BEGIN Supplied data
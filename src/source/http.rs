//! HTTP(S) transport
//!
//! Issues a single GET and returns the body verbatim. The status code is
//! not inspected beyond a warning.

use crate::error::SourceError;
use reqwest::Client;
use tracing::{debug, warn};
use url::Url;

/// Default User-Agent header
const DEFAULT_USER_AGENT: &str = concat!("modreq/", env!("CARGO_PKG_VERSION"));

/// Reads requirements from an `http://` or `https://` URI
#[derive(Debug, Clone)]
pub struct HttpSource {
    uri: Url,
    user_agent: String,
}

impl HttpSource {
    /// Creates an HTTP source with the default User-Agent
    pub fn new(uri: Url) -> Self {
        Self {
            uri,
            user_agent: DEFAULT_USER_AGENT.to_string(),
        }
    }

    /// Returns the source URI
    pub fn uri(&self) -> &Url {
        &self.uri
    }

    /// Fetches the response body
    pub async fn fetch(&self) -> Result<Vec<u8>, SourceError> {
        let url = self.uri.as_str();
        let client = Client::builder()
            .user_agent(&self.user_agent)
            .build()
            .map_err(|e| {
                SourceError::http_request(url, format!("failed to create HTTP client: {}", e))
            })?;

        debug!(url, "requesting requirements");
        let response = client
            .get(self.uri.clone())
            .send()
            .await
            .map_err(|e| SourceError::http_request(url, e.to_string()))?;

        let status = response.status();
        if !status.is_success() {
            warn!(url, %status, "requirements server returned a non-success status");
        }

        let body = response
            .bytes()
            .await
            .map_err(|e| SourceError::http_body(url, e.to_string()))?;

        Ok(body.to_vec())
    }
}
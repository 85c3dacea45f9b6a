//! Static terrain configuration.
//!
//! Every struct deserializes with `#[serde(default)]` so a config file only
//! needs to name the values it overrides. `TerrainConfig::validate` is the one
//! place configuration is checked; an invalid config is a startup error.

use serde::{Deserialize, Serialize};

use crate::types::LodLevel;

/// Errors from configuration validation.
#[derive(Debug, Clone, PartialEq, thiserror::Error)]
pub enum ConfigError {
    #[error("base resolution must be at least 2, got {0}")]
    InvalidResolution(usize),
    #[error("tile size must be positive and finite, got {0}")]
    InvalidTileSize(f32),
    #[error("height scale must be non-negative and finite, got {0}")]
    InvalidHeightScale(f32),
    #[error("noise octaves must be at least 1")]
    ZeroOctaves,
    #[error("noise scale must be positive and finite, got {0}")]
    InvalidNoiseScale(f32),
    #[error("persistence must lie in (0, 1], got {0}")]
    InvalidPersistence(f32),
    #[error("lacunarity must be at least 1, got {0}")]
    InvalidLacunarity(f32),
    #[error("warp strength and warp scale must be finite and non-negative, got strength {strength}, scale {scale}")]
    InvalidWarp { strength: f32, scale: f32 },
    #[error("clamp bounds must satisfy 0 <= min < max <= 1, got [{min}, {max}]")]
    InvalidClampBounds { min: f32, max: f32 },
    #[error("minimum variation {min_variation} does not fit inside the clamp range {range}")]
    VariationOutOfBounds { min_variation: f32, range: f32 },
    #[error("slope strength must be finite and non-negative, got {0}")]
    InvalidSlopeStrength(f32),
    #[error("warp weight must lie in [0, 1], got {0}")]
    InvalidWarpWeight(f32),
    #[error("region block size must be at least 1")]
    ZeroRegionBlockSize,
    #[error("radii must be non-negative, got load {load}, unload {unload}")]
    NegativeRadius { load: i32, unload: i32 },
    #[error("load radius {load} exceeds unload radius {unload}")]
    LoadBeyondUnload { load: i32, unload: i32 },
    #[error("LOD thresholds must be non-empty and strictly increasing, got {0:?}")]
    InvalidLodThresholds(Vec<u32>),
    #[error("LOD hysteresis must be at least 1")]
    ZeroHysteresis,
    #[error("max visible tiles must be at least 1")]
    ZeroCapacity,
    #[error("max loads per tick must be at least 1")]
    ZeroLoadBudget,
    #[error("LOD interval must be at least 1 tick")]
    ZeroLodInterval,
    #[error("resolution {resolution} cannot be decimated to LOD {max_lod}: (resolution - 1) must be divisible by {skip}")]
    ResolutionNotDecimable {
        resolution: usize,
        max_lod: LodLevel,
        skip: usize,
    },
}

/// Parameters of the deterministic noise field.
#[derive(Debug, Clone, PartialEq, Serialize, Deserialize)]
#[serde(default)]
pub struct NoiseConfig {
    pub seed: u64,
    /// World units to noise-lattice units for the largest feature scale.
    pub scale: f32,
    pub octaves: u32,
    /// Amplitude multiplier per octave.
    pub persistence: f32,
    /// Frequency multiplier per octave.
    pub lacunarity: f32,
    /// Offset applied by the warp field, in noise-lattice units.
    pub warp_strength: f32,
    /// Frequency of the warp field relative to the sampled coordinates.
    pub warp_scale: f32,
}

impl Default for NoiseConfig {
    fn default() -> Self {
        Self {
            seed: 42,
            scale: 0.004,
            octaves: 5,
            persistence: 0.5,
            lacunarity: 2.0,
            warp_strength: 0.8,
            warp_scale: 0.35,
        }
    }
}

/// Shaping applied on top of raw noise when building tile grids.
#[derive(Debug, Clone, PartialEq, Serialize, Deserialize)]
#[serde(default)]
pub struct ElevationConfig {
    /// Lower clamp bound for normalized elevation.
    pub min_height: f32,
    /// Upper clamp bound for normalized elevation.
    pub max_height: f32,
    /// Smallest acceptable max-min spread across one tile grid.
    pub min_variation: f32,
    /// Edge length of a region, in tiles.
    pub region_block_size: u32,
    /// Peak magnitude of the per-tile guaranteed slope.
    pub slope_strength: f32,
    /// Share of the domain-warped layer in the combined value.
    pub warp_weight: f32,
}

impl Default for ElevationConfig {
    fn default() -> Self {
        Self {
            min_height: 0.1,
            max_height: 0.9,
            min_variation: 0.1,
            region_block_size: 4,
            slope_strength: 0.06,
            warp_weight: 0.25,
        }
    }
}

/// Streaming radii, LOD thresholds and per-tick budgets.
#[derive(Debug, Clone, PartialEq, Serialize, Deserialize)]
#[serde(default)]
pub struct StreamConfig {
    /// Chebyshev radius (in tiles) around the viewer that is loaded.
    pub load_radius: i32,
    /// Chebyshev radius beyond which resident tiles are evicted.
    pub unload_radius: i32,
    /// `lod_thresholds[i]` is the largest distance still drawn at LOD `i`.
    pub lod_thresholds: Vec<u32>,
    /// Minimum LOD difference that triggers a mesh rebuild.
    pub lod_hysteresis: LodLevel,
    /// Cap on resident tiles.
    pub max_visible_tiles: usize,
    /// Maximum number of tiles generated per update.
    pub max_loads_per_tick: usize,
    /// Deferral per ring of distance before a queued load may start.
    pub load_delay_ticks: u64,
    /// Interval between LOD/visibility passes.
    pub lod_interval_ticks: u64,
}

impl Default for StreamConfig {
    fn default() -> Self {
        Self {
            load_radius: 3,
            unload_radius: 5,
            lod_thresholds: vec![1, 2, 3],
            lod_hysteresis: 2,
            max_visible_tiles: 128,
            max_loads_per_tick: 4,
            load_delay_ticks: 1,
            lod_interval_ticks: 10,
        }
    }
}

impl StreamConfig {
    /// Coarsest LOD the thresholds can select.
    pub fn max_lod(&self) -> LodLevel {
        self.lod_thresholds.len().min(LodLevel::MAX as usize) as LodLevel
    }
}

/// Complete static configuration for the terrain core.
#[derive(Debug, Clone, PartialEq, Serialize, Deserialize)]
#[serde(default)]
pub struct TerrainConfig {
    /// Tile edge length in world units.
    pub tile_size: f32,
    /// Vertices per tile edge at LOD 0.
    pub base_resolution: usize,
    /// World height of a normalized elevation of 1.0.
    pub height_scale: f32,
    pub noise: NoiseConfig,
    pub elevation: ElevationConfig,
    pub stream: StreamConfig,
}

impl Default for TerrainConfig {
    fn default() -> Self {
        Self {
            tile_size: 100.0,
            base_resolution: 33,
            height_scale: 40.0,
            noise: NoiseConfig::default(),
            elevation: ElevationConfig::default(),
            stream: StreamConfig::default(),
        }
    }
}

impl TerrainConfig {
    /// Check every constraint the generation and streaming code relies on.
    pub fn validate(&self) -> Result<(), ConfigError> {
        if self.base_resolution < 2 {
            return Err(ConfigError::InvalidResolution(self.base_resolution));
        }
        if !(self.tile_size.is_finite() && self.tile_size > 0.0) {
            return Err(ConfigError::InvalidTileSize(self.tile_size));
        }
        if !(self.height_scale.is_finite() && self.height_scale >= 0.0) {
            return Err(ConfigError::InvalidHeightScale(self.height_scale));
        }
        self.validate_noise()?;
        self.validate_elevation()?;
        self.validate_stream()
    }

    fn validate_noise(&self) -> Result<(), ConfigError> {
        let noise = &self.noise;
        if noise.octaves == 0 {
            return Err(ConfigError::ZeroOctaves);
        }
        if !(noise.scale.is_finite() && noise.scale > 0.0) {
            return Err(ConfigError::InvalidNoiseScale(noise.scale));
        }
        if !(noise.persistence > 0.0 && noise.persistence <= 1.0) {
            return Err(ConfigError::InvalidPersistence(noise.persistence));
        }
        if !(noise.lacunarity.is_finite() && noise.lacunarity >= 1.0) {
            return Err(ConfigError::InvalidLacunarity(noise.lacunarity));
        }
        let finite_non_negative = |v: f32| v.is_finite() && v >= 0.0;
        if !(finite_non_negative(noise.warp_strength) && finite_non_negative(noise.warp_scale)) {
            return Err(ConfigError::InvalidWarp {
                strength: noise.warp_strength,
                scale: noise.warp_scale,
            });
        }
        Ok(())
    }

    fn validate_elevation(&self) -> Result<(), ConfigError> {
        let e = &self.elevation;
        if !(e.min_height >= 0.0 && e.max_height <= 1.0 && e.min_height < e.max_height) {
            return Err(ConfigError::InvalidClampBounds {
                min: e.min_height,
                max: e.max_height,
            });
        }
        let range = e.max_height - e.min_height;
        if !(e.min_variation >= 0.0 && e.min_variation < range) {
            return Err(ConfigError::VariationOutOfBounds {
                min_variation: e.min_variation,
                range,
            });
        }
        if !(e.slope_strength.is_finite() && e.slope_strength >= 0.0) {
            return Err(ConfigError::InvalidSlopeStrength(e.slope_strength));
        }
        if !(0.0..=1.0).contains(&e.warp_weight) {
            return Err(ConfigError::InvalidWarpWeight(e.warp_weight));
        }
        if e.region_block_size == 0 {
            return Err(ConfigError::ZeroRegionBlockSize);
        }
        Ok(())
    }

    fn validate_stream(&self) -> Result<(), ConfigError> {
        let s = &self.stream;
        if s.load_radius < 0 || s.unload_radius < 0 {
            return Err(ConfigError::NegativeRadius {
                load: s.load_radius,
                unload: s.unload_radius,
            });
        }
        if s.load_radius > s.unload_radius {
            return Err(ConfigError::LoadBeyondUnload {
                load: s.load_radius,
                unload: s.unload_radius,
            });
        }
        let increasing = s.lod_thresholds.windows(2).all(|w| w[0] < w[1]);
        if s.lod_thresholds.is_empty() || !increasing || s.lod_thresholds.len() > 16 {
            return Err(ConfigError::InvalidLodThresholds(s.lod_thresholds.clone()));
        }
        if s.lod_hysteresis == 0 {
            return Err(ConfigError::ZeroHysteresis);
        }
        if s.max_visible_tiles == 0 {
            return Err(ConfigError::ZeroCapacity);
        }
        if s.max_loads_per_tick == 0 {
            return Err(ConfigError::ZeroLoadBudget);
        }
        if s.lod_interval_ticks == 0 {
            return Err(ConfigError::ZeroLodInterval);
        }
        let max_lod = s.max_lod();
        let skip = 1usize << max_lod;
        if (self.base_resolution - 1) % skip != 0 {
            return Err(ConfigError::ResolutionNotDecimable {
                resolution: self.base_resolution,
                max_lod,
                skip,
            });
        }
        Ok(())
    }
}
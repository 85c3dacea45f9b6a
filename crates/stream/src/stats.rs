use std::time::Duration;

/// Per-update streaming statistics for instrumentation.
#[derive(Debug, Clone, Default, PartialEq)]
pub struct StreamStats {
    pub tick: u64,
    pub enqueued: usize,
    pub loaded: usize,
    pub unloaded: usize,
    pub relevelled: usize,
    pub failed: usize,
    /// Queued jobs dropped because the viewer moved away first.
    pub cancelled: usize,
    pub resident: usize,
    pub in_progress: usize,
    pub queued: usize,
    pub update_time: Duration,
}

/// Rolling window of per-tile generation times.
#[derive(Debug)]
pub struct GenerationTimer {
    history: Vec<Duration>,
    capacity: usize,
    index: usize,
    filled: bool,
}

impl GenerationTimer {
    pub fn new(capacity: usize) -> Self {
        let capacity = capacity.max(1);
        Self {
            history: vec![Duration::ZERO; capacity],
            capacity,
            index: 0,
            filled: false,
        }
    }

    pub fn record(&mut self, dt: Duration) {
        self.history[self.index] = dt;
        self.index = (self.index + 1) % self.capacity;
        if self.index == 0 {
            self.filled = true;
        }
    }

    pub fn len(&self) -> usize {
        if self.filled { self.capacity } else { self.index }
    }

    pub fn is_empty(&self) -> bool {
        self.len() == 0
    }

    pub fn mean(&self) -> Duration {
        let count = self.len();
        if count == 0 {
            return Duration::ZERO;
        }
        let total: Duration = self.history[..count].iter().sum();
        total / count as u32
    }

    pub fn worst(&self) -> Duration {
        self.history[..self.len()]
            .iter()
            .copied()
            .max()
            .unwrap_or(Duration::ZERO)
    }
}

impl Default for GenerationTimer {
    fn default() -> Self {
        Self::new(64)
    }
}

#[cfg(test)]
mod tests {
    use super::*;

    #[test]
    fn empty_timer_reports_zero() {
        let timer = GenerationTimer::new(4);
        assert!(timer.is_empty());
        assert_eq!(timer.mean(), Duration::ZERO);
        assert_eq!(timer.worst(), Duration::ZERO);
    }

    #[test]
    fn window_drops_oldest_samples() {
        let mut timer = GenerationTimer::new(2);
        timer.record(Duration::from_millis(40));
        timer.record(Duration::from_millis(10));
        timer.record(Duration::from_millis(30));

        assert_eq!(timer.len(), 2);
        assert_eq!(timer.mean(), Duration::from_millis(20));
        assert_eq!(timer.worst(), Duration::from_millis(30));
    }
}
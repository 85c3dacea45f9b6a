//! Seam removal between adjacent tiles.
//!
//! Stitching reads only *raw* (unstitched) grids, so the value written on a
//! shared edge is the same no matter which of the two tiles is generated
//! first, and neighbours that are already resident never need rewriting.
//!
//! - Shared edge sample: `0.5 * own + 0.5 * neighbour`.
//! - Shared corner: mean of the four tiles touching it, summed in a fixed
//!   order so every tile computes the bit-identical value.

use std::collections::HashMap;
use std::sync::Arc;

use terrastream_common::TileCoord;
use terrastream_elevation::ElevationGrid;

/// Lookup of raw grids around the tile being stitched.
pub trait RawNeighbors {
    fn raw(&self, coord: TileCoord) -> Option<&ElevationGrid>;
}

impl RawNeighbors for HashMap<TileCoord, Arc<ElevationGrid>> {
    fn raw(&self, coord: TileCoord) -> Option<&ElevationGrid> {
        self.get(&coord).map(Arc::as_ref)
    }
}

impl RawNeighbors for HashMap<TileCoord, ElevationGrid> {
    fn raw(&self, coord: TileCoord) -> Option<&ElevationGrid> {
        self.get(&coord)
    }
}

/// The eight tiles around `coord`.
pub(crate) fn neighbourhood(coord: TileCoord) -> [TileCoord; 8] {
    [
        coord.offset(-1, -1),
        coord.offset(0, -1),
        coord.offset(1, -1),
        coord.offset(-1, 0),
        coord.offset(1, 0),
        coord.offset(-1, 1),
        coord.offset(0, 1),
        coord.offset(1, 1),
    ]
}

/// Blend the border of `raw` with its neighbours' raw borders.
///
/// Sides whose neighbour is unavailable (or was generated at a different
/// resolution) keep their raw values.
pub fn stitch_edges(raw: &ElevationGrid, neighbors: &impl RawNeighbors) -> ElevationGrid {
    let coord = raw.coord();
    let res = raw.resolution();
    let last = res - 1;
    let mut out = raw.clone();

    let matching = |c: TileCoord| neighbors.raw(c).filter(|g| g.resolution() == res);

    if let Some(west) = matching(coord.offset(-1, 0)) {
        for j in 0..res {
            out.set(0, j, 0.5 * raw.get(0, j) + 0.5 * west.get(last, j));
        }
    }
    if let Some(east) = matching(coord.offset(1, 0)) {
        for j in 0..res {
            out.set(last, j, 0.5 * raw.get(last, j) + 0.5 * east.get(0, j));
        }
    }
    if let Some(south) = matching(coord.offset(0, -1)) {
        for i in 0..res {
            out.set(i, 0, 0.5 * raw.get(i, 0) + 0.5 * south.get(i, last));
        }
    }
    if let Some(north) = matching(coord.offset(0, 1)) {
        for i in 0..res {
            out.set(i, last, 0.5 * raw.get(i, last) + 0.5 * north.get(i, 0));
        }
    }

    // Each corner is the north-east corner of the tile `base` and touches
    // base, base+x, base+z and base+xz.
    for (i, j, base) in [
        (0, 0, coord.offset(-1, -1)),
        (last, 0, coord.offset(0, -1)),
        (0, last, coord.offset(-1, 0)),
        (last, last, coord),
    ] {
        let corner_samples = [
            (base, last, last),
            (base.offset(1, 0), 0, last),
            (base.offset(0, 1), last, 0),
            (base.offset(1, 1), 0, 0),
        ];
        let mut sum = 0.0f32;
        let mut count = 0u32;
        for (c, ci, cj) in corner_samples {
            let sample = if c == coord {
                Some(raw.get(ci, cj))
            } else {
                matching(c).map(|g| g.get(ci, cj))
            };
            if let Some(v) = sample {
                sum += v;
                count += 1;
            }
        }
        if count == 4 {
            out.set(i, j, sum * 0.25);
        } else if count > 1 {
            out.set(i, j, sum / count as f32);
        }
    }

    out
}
END Supplied data
▶ Exercise prompt
Find every line in the records above that contains the word "Frequency", and copy each one.

▶ Exercise solution
    /// Frequency multiplier per octave.
    /// Frequency of the warp field relative to the sampled coordinates.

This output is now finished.